__Your instructions__.
Below is some data. Retype exactly the lines starting at the one with "obstacles, oldest first" and ending at the one with "its initial state".

__The data__.

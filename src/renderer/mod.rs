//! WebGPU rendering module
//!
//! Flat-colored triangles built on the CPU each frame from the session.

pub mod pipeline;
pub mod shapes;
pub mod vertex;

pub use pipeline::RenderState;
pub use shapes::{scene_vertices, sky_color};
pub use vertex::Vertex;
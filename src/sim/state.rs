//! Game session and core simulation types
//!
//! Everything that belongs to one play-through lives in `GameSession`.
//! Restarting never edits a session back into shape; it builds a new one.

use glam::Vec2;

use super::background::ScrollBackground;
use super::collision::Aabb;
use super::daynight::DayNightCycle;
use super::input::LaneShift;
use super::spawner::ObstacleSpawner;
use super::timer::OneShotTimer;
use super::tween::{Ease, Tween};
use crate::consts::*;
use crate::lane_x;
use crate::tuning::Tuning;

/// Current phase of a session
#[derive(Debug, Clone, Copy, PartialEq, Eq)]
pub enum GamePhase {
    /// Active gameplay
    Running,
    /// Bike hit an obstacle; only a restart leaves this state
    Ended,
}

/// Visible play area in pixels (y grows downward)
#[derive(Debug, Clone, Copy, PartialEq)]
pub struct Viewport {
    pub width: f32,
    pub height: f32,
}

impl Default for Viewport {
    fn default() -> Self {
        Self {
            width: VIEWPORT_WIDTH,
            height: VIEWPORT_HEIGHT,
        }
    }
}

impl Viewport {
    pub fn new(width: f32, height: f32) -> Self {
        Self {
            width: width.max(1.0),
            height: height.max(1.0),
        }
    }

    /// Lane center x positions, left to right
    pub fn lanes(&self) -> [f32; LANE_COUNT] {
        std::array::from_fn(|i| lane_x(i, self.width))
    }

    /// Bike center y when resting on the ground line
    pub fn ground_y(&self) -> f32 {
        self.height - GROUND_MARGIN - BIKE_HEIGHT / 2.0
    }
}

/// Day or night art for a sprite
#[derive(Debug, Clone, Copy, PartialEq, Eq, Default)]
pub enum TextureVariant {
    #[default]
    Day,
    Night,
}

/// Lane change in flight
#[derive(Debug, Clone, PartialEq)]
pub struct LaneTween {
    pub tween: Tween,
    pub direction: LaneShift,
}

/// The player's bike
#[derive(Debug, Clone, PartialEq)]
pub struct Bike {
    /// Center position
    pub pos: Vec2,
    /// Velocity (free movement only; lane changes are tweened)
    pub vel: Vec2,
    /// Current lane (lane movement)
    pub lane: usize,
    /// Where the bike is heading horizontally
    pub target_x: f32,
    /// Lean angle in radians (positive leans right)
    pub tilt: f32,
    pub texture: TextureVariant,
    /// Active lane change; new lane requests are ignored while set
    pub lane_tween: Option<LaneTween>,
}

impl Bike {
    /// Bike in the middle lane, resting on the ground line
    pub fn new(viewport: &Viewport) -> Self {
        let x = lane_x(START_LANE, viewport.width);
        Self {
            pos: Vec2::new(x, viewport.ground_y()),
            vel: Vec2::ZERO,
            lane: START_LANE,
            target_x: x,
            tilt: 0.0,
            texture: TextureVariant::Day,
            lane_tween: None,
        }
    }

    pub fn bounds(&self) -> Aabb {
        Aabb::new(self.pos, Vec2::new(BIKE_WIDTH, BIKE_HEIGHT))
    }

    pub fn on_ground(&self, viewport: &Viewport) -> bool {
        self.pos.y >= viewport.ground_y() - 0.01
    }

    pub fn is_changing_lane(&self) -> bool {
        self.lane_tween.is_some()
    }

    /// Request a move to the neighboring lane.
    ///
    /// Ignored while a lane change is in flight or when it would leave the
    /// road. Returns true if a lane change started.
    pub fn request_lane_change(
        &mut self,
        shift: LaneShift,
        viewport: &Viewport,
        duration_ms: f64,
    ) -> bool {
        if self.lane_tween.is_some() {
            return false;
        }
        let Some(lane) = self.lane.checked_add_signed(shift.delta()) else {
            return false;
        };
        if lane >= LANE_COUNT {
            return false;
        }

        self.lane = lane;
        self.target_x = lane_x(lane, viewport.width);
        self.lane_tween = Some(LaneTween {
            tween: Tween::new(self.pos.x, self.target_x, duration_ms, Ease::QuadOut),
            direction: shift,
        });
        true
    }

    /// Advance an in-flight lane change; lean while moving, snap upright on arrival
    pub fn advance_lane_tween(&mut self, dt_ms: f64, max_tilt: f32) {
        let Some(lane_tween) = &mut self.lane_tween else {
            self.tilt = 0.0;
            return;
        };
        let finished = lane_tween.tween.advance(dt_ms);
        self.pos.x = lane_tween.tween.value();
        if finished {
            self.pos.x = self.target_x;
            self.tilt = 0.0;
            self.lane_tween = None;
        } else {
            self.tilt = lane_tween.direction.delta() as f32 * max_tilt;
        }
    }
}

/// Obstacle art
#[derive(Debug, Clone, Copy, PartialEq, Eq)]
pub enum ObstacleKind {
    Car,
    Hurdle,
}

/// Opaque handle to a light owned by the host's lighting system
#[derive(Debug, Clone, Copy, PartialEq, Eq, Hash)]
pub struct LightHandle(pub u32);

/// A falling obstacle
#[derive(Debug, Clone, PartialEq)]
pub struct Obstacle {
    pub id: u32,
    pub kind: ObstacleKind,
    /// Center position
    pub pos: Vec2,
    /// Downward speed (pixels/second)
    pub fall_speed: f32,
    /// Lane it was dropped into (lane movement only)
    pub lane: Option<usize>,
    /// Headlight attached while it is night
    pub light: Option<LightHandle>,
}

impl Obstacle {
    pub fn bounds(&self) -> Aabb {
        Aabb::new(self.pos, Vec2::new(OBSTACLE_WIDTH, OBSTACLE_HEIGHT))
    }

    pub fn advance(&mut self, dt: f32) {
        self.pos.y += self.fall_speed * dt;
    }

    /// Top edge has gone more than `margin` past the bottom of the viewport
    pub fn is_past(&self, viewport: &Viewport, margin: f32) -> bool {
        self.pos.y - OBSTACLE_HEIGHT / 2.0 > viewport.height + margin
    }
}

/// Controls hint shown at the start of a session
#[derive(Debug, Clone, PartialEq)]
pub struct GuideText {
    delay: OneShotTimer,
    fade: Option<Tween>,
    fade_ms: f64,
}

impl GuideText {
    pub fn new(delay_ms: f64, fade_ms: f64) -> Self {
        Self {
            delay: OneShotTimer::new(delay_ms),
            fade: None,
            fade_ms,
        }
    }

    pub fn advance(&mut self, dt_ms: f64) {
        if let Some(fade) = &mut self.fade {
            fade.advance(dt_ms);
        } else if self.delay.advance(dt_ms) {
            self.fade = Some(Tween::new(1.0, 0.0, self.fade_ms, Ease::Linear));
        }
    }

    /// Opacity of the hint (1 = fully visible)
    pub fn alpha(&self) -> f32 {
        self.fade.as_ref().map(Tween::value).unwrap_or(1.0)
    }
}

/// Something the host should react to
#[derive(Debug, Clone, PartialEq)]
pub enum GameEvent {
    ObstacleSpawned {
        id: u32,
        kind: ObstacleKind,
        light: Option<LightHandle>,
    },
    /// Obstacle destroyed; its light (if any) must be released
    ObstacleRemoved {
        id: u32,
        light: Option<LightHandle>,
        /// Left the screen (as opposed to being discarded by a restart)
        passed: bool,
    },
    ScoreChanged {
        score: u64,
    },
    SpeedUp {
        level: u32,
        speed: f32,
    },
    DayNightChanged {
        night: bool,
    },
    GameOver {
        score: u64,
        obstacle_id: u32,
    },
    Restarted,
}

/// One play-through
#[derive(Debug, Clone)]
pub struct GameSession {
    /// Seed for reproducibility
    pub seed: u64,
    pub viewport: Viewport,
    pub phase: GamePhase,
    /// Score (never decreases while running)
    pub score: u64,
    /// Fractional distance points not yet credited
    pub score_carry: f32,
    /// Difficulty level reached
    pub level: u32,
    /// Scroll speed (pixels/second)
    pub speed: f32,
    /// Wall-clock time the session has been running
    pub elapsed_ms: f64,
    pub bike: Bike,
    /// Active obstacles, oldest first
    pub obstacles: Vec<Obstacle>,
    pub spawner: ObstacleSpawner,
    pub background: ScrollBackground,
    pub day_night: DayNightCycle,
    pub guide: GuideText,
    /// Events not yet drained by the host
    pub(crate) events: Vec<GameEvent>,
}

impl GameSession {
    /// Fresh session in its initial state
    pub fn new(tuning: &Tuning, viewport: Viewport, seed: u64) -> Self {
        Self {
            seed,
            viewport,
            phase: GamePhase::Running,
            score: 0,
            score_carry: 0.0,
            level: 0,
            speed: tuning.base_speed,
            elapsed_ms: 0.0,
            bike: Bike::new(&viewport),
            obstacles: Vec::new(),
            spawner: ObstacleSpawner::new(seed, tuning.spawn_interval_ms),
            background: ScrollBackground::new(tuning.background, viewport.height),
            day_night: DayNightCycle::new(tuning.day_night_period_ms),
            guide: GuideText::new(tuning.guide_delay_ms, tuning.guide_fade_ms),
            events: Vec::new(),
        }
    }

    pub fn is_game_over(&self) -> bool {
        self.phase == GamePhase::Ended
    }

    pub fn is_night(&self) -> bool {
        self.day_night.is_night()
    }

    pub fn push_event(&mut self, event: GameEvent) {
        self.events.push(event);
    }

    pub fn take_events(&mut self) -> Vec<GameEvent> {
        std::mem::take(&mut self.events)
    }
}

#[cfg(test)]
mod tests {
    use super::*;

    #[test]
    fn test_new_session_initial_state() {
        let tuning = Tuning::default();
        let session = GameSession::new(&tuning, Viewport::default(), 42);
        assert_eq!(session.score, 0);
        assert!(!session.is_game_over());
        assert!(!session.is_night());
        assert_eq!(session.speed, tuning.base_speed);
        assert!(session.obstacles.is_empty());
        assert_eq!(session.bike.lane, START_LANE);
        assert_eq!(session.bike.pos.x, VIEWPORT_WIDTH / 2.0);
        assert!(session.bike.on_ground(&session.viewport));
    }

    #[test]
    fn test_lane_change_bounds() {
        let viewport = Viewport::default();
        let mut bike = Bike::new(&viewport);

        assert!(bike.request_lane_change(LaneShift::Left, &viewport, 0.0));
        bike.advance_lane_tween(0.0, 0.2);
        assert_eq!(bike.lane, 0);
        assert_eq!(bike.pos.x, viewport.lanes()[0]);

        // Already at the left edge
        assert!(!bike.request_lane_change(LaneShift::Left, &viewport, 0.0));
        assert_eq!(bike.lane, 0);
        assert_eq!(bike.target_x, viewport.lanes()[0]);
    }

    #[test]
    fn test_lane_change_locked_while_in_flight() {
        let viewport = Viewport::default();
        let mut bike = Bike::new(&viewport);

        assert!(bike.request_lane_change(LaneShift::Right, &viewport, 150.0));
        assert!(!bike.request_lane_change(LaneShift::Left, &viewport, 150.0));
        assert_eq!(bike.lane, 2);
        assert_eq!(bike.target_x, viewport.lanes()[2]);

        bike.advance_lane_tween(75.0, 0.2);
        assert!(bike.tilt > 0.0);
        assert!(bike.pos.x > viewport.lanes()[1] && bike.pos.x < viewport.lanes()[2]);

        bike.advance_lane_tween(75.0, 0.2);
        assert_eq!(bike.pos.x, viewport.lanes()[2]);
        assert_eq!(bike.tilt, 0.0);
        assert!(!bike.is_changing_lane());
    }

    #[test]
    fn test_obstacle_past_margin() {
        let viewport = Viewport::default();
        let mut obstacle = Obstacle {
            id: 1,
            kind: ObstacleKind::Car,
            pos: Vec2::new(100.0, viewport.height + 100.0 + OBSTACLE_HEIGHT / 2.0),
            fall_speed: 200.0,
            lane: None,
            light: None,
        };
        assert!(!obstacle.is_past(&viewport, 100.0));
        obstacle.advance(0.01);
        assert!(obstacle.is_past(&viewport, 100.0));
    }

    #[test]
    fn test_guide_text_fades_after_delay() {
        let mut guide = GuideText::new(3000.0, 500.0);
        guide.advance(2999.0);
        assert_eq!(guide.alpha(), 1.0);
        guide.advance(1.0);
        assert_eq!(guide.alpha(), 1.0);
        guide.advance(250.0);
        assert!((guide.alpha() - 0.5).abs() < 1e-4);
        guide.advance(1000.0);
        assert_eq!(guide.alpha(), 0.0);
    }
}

==

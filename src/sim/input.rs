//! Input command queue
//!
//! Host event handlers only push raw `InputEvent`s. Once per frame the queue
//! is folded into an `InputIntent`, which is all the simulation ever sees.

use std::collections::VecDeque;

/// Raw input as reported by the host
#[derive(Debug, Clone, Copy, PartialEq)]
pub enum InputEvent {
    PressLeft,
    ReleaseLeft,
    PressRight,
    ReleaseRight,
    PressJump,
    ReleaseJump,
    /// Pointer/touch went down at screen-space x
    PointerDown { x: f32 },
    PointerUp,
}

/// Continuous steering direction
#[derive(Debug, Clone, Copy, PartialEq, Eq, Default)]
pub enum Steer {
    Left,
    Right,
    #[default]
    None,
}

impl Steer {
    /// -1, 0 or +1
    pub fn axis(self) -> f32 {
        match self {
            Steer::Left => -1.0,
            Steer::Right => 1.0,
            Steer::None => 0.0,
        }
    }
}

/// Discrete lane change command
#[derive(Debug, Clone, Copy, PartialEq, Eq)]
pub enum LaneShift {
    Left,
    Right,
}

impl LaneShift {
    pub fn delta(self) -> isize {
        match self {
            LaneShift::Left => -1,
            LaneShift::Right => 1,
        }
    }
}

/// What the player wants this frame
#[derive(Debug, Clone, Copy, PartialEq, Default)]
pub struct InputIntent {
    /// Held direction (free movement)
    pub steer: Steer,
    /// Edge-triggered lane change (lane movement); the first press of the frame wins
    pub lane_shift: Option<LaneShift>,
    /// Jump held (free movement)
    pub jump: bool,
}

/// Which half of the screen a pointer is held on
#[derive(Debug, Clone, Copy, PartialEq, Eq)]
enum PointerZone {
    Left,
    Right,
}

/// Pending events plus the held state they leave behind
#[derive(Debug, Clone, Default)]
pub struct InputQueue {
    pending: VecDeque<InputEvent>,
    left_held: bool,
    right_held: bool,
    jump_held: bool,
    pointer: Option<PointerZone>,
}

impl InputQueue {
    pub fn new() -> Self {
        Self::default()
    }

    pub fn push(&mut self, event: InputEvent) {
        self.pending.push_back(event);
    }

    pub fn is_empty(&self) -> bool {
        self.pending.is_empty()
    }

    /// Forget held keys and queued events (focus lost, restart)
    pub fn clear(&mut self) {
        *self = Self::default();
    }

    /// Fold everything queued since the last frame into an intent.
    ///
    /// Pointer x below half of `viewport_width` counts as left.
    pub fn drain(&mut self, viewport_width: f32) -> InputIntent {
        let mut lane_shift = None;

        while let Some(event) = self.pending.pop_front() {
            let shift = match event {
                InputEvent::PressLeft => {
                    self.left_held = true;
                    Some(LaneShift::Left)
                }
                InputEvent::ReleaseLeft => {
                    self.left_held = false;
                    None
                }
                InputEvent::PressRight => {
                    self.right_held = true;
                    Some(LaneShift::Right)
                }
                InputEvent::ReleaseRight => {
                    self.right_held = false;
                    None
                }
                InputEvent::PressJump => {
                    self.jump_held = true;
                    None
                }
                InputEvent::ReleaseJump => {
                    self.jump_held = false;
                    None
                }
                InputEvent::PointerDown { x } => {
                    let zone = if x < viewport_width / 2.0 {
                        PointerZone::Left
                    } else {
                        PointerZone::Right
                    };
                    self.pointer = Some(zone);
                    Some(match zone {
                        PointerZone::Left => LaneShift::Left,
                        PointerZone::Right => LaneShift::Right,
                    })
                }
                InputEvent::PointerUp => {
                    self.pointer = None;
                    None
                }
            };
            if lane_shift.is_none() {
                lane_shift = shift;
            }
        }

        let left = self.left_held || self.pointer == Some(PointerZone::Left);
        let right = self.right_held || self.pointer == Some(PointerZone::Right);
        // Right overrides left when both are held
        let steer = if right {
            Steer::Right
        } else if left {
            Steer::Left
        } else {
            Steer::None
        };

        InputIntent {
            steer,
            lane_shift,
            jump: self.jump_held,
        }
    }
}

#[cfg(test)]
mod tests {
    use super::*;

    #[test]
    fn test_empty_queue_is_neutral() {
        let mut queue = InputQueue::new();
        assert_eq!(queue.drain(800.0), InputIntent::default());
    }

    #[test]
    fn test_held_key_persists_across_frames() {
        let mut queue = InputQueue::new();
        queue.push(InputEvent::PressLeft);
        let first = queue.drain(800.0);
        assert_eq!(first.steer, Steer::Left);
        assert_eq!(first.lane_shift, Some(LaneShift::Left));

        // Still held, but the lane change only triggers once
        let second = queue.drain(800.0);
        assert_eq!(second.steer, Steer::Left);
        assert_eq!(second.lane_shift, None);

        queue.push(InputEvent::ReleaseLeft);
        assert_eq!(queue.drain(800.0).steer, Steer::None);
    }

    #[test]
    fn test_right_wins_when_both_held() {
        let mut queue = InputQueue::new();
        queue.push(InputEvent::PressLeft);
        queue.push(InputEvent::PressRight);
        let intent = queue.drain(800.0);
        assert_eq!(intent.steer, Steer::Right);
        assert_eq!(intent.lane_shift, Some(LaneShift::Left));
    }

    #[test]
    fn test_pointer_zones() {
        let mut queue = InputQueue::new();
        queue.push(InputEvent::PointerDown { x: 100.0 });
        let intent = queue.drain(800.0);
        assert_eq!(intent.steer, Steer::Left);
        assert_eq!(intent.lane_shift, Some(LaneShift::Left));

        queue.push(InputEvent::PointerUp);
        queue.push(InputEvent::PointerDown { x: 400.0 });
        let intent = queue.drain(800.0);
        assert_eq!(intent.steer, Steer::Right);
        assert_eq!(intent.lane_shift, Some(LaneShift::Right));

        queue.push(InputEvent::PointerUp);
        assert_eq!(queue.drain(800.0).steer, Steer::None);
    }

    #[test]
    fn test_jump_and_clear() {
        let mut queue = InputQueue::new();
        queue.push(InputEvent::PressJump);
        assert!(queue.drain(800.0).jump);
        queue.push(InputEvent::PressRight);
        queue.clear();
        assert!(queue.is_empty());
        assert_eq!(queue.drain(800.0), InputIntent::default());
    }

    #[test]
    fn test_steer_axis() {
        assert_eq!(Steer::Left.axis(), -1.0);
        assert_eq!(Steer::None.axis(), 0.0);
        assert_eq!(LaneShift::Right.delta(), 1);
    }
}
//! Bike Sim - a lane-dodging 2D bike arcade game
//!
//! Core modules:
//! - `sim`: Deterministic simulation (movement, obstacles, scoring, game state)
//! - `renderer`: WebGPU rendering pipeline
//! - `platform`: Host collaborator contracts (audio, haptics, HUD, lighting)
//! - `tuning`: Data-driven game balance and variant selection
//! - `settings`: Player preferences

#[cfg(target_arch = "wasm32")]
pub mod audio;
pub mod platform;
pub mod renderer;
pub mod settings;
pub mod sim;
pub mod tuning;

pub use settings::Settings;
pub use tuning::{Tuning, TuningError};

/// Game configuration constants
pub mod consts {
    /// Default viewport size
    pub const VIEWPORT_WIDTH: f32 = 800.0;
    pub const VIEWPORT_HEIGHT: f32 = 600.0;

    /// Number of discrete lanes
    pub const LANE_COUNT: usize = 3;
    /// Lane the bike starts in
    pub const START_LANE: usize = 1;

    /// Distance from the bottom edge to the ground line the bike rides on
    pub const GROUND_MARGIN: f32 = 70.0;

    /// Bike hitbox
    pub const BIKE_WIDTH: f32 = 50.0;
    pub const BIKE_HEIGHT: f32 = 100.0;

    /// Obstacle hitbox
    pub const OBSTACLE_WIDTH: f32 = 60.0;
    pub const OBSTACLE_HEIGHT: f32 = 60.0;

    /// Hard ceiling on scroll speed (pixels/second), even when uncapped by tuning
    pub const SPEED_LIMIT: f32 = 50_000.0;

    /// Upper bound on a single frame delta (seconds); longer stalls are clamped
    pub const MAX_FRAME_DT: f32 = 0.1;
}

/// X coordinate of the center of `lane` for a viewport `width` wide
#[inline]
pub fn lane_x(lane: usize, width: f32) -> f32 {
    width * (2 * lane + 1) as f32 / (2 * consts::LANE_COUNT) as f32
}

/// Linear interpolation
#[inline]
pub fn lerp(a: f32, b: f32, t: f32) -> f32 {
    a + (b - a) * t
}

__Response to this exercise__.
    /// Active obstacles, oldest first
    pub obstacles: Vec<Obstacle>,
    pub spawner: ObstacleSpawner,
    pub background: ScrollBackground,
    pub day_night: DayNightCycle,
    pub guide: GuideText,
    /// Events not yet drained by the host
    pub(crate) events: Vec<GameEvent>,
}

impl GameSession {
    /// Fresh session in its initial state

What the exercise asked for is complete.